The event operated under rules to encourage free discussion, which meant that members of the media were not invited and participants would not be directly quoted. As such, insights from the event are presented here anonymously.
Federal officials offered the following thoughts:
- One noted the White House has launched several initiatives focused on improving disaster resilience, preparedness, and response. These include a National Climate Task Force; coordination efforts centered on response, investment, and conservation strategies; and interagency working groups that focus on flooding, wildfire, drought, and extreme heat.
- Several others pointed to the Infrastructure Investment and Jobs Act (IIJA), signed into law by President Joe Biden in November. The act authorizes tens of billions of dollars toward addressing climate resilience, and should help states jump-start or accelerate their flood preparedness and response initiatives. New programs and investments in the law include an $8.7 billion Promoting Resilient Operations for Transformative, Efficient, and Cost-saving Transportation (PROTECT) grant program to support state and local transportation plans and projects that incorporate climate resilience; $1 billion for the Federal Emergency Management Agency (FEMA) Building Resilient Infrastructure and Communities program; and $3.5 billion for the FEMA Flood Mitigation Assistance program for use in efforts such as buying out properties that repeatedly flood.
- One observed that the transportation sector is the largest contributor to greenhouse gas emissions in the U.S., accounting for roughly one-third of them. Therefore, states should consider both emissions reduction and disaster resilience in programming and deploying IIJA funds to address and limit the extent of future risks from disasters.
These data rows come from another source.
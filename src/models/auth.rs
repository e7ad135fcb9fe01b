// src/models/auth.rs

use serde::{Deserialize, Serialize};
use utoipa::ToSchema;
use uuid::Uuid;
use validator::Validate;

// Dados para login
#[derive(Debug, Deserialize, Validate, ToSchema)]
pub struct LoginPayload {
    #[validate(email(message = "O e-mail fornecido é inválido."))]
    #[schema(example = "maria@exemplo.com.br")]
    pub email: String,

    #[validate(length(min = 6, message = "A senha deve ter no mínimo 6 caracteres."))]
    pub password: String,
}

// Dados para o primeiro acesso: o membro importado define a sua senha.
// O CPF só vale dentro do lojista informado (guarda contra takeover
// entre tenants por CPF adivinhado).
#[derive(Debug, Deserialize, Validate, ToSchema)]
#[serde(rename_all = "camelCase")]
pub struct FirstAccessPayload {
    #[validate(length(min = 11, max = 14, message = "O CPF fornecido é inválido."))]
    #[schema(example = "123.456.789-09")]
    pub cpf: String,

    pub organization_id: Uuid,

    #[validate(length(min = 6, message = "A senha deve ter no mínimo 6 caracteres."))]
    pub password: String,
}

// Resposta de autenticação com o token
#[derive(Debug, Serialize, ToSchema)]
pub struct AuthResponse {
    pub token: String,
}

// Estrutura de dados ("claims") dentro do JWT
#[derive(Debug, Serialize, Deserialize)]
pub struct Claims {
    pub sub: Uuid,  // Subject (ID do usuário)
    pub exp: usize, // Expiration time (quando o token expira)
    pub iat: usize, // Issued At (quando o token foi criado)
}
Several officials cited the need to direct resources to vulnerable communities, which tend to bear a disproportionate brunt of climate impacts. One official cited research that found White people accumulated an average of $126,000 in wealth following a disaster while Black, Latino, and Asian residents of the same counties saw their wealth decline $10,000 to $30,000.
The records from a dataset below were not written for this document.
// src/services/redemption_service.rs

use sqlx::PgPool;
use uuid::Uuid;

use crate::{
    common::error::AppError,
    db::{EbookRepository, OrganizationRepository, RedemptionRepository, UserRepository},
    models::{ebook::Ebook, redemption::Redemption, user::User},
};

// Resultado de um download: o arquivo e se este download debitou pontos.
pub struct DownloadOutcome {
    pub charged: bool,
    pub file_url: Option<String>,
    pub points_spent: i32,
}

#[derive(Clone)]
pub struct RedemptionService {
    user_repo: UserRepository,
    ebook_repo: EbookRepository,
    redemption_repo: RedemptionRepository,
    organization_repo: OrganizationRepository,
    pool: PgPool, // Usamos a pool para iniciar transações
}

impl RedemptionService {
    pub fn new(
        user_repo: UserRepository,
        ebook_repo: EbookRepository,
        redemption_repo: RedemptionRepository,
        organization_repo: OrganizationRepository,
        pool: PgPool,
    ) -> Self {
        Self {
            user_repo,
            ebook_repo,
            redemption_repo,
            organization_repo,
            pool,
        }
    }

    /// LÓGICA DE NEGÓCIO: troca pontos por acesso permanente a um e-book.
    /// Débito de pontos e registro do resgate acontecem na mesma transação:
    /// ou os dois entram, ou nenhum.
    pub async fn redeem(
        &self,
        user_id: Uuid,
        ebook_id: Uuid,
        organization_id: Uuid,
    ) -> Result<Redemption, AppError> {
        self.ensure_active_organization(organization_id).await?;

        // 1. Inicia a transação
        let mut tx = self.pool.begin().await?;

        // 2. Trava a linha do usuário: resgates concorrentes do mesmo
        // usuário serializam aqui, antes da checagem de saldo.
        let user = self
            .user_repo
            .find_by_id_for_update(&mut *tx, user_id)
            .await?
            .ok_or(AppError::UserNotFound)?;

        let ebook = self
            .ebook_repo
            .find_by_id(ebook_id)
            .await?
            .ok_or(AppError::EbookNotFound)?;

        let already_redeemed = self
            .redemption_repo
            .find_by_user_and_ebook(&mut *tx, user_id, ebook_id)
            .await?
            .is_some();

        // 3. Regras de elegibilidade (visibilidade, duplicidade, saldo)
        ensure_redeemable(&user, &ebook, organization_id, already_redeemed)?;

        // 4. Debita e registra. A UNIQUE (user_id, ebook_id) e a CHECK
        // (points >= 0) seguram o que escapar das checagens acima.
        self.user_repo
            .debit_points(&mut *tx, user_id, ebook.points_cost)
            .await?;

        let redemption = self
            .redemption_repo
            .create(&mut *tx, user_id, ebook_id, organization_id, ebook.points_cost)
            .await?;

        // 5. Commit
        tx.commit().await?;

        tracing::info!(
            "Resgate concluído: usuário {} trocou {} pontos pelo e-book {}",
            user_id,
            ebook.points_cost,
            ebook_id
        );

        Ok(redemption)
    }

    /// Download é repetível: o primeiro resgate é o único evento de
    /// cobrança; depois dele todo download é gratuito e só gera auditoria.
    /// O custo informado pelo cliente nunca é usado — a linha do e-book
    /// é a autoridade.
    pub async fn download(
        &self,
        user_id: Uuid,
        ebook_id: Uuid,
        organization_id: Uuid,
        client_points_cost: Option<i32>,
    ) -> Result<DownloadOutcome, AppError> {
        self.ensure_active_organization(organization_id).await?;

        let mut tx = self.pool.begin().await?;

        let user = self
            .user_repo
            .find_by_id_for_update(&mut *tx, user_id)
            .await?
            .ok_or(AppError::UserNotFound)?;

        let ebook = self
            .ebook_repo
            .find_by_id(ebook_id)
            .await?
            .ok_or(AppError::EbookNotFound)?;

        if let Some(client_cost) = client_points_cost {
            if client_cost != ebook.points_cost {
                tracing::warn!(
                    "Custo enviado pelo cliente ({}) difere do custo real ({}) do e-book {}; ignorando",
                    client_cost,
                    ebook.points_cost,
                    ebook.id
                );
            }
        }

        let already_redeemed = self
            .redemption_repo
            .find_by_user_and_ebook(&mut *tx, user_id, ebook_id)
            .await?
            .is_some();

        let charged = should_charge_download(&user, &ebook, organization_id, already_redeemed)?;

        if charged {
            self.user_repo
                .debit_points(&mut *tx, user_id, ebook.points_cost)
                .await?;
            self.redemption_repo
                .create(&mut *tx, user_id, ebook_id, organization_id, ebook.points_cost)
                .await?;
        }

        self.redemption_repo
            .record_download(&mut *tx, user_id, ebook_id, organization_id)
            .await?;

        tx.commit().await?;

        Ok(DownloadOutcome {
            charged,
            file_url: ebook.file_url,
            points_spent: if charged { ebook.points_cost } else { 0 },
        })
    }

    async fn ensure_active_organization(&self, organization_id: Uuid) -> Result<(), AppError> {
        self.organization_repo
            .find_by_id(organization_id)
            .await?
            .filter(|org| org.is_active)
            .ok_or(AppError::OrganizationNotFound)?;
        Ok(())
    }
}

// As regras de elegibilidade, na ordem do protocolo: e-book ativo,
// visível para o lojista, ainda não resgatado, saldo suficiente.
pub(crate) fn ensure_redeemable(
    user: &User,
    ebook: &Ebook,
    organization_id: Uuid,
    already_redeemed: bool,
) -> Result<(), AppError> {
    if !ebook.is_active {
        return Err(AppError::EbookNotFound);
    }
    if !ebook.is_visible_to(organization_id) {
        return Err(AppError::EbookNotVisible);
    }
    if already_redeemed {
        return Err(AppError::AlreadyRedeemed);
    }
    if user.points < ebook.points_cost {
        return Err(AppError::InsufficientPoints);
    }
    Ok(())
}

// Regra de cobrança do download: o primeiro resgate é o único evento que
// debita pontos. Já resgatado => gratuito, sem passar de novo pelas
// checagens de catálogo e saldo (re-download não pode falhar nem cobrar).
pub(crate) fn should_charge_download(
    user: &User,
    ebook: &Ebook,
    organization_id: Uuid,
    already_redeemed: bool,
) -> Result<bool, AppError> {
    if already_redeemed {
        return Ok(false);
    }
    ensure_redeemable(user, ebook, organization_id, false)?;
    Ok(true)
}

#[cfg(test)]
mod eligibility_tests {
    use super::*;
    use chrono::Utc;

    fn user(points: i32, organization_id: Uuid) -> User {
        User {
            id: Uuid::new_v4(),
            name: "Maria da Silva".into(),
            email: "maria@exemplo.com.br".into(),
            cpf: "12345678909".into(),
            password_hash: Some("$2b$12$hash".into()),
            points,
            first_access: false,
            organization_id,
            created_at: Utc::now(),
            updated_at: Utc::now(),
        }
    }

    fn ebook(points_cost: i32, owner: Option<Uuid>, is_active: bool) -> Ebook {
        Ebook {
            id: Uuid::new_v4(),
            title: "Grande Sertão: Veredas".into(),
            author: "Guimarães Rosa".into(),
            description: None,
            category: None,
            cover_url: None,
            file_url: Some("https://storage/ebooks/gsv.epub".into()),
            points_cost,
            is_active,
            organization_id: owner,
            created_at: Utc::now(),
            updated_at: Utc::now(),
        }
    }

    #[test]
    fn succeeds_with_enough_points_on_global_ebook() {
        let org = Uuid::new_v4();
        assert!(ensure_redeemable(&user(3, org), &ebook(2, None, true), org, false).is_ok());
    }

    #[test]
    fn fails_when_ebook_is_inactive() {
        let org = Uuid::new_v4();
        let err = ensure_redeemable(&user(3, org), &ebook(2, None, false), org, false).unwrap_err();
        assert!(matches!(err, AppError::EbookNotFound));
    }

    #[test]
    fn fails_when_ebook_belongs_to_another_organization() {
        let org = Uuid::new_v4();
        let other = Uuid::new_v4();
        let err =
            ensure_redeemable(&user(3, org), &ebook(2, Some(other), true), org, false).unwrap_err();
        assert!(matches!(err, AppError::EbookNotVisible));
    }

    #[test]
    fn fails_when_already_redeemed_even_with_points() {
        let org = Uuid::new_v4();
        let err = ensure_redeemable(&user(10, org), &ebook(2, None, true), org, true).unwrap_err();
        assert!(matches!(err, AppError::AlreadyRedeemed));
    }

    #[test]
    fn fails_when_points_are_insufficient() {
        let org = Uuid::new_v4();
        let err = ensure_redeemable(&user(1, org), &ebook(2, None, true), org, false).unwrap_err();
        assert!(matches!(err, AppError::InsufficientPoints));
    }

    // Três pontos, e-book de 2: resgata (sobra 1), não resgata de novo,
    // e não alcança um segundo e-book de 2 pontos.
    #[test]
    fn balance_walkthrough_with_three_points() {
        let org = Uuid::new_v4();
        let first = ebook(2, None, true);
        let second = ebook(2, None, true);

        assert!(ensure_redeemable(&user(3, org), &first, org, false).is_ok());

        let after_redeem = user(1, org);
        assert!(matches!(
            ensure_redeemable(&after_redeem, &first, org, true).unwrap_err(),
            AppError::AlreadyRedeemed
        ));
        assert!(matches!(
            ensure_redeemable(&after_redeem, &second, org, false).unwrap_err(),
            AppError::InsufficientPoints
        ));
    }

    #[test]
    fn duplicate_check_comes_before_balance_check() {
        // Já resgatado e sem saldo: a resposta certa é AlreadyRedeemed,
        // porque o usuário não vai ser cobrado de novo.
        let org = Uuid::new_v4();
        let err = ensure_redeemable(&user(0, org), &ebook(2, None, true), org, true).unwrap_err();
        assert!(matches!(err, AppError::AlreadyRedeemed));
    }

    #[test]
    fn first_download_charges_points() {
        let org = Uuid::new_v4();
        let charged = should_charge_download(&user(3, org), &ebook(2, None, true), org, false)
            .expect("primeiro download deve passar");
        assert!(charged);
    }

    #[test]
    fn repeat_download_is_free() {
        let org = Uuid::new_v4();
        let charged = should_charge_download(&user(3, org), &ebook(2, None, true), org, true)
            .expect("re-download deve passar");
        assert!(!charged);
    }

    // Depois do resgate o download não pode falhar nem cobrar, mesmo com
    // saldo zerado e o e-book fora do catálogo.
    #[test]
    fn repeat_download_skips_balance_and_catalog_checks() {
        let org = Uuid::new_v4();
        let charged = should_charge_download(&user(0, org), &ebook(2, None, false), org, true)
            .expect("re-download deve passar mesmo sem saldo");
        assert!(!charged);
    }

    #[test]
    fn unredeemed_download_without_points_fails() {
        let org = Uuid::new_v4();
        let err =
            should_charge_download(&user(1, org), &ebook(2, None, true), org, false).unwrap_err();
        assert!(matches!(err, AppError::InsufficientPoints));
    }
}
State officials offered the following thoughts:
- Resilience leaders broadly cited the new IIJA funding as a positive development, with several states pointing specifically to funding limitations as a “big obstacle” to addressing flood issues. But an even stronger theme at the event was a call for the federal government to help states better access federal funding from disparate sources.
- Numerous state officials cited inconsistencies across federal programs, limiting officials’ ability to leverage multiple funding sources for specific projects. For example, some programs allow for nature-based flood solutions, such as wetland restoration and green roofs, while others do not; another example referenced requirements around buyouts of residential homes, which can vary across several federal funding sources. In response, several of the federal officials acknowledged these issues and said they’re working to streamline processes.
- “We’ve got water coming at us from six sides,” said one coastal state official, who then reeled off root causes that include sea-level rise, more frequent and intense rainfall events, and storm surge. They then noted the difficulty associated with combating floods from multiple sources, and tailoring messaging to specific communities based on their type of flooding threat.
- With many states experiencing population growth and expanded development, several officials cited flooding as a bigger concern than it once was, especially in places with aging roads, tunnels, bridges, and other public structures. “Our infrastructure is undersized for the storms we’re seeing,” one official said, explaining that addressing the issue piecemeal won’t solve the problem. “We need a watershed approach,” they said, not infrastructure upgrades in one area that could result in more water hitting a community downstream.
Despite myriad challenges, officials from both federal and state government pointed to recent successes—including initiatives buying out properties in flood zones, shoring up flood-prone streams, and building more resilient infrastructure—as reasons for optimism. Participants also said they were grateful for the opportunity to convene and compare notes on how to best ensure the country can withstand the more prevalent flooding that climate scientists say will increasingly be part of American life.
Moving forward, Pew will continue to analyze input received during the event and document findings and next steps as part of its efforts to assist federal and state officials around the country make communities more flood resilient.
Mathew Sanders and Forbes Tompkins are senior managers with The Pew Charitable Trusts’ flood-prepared communities project.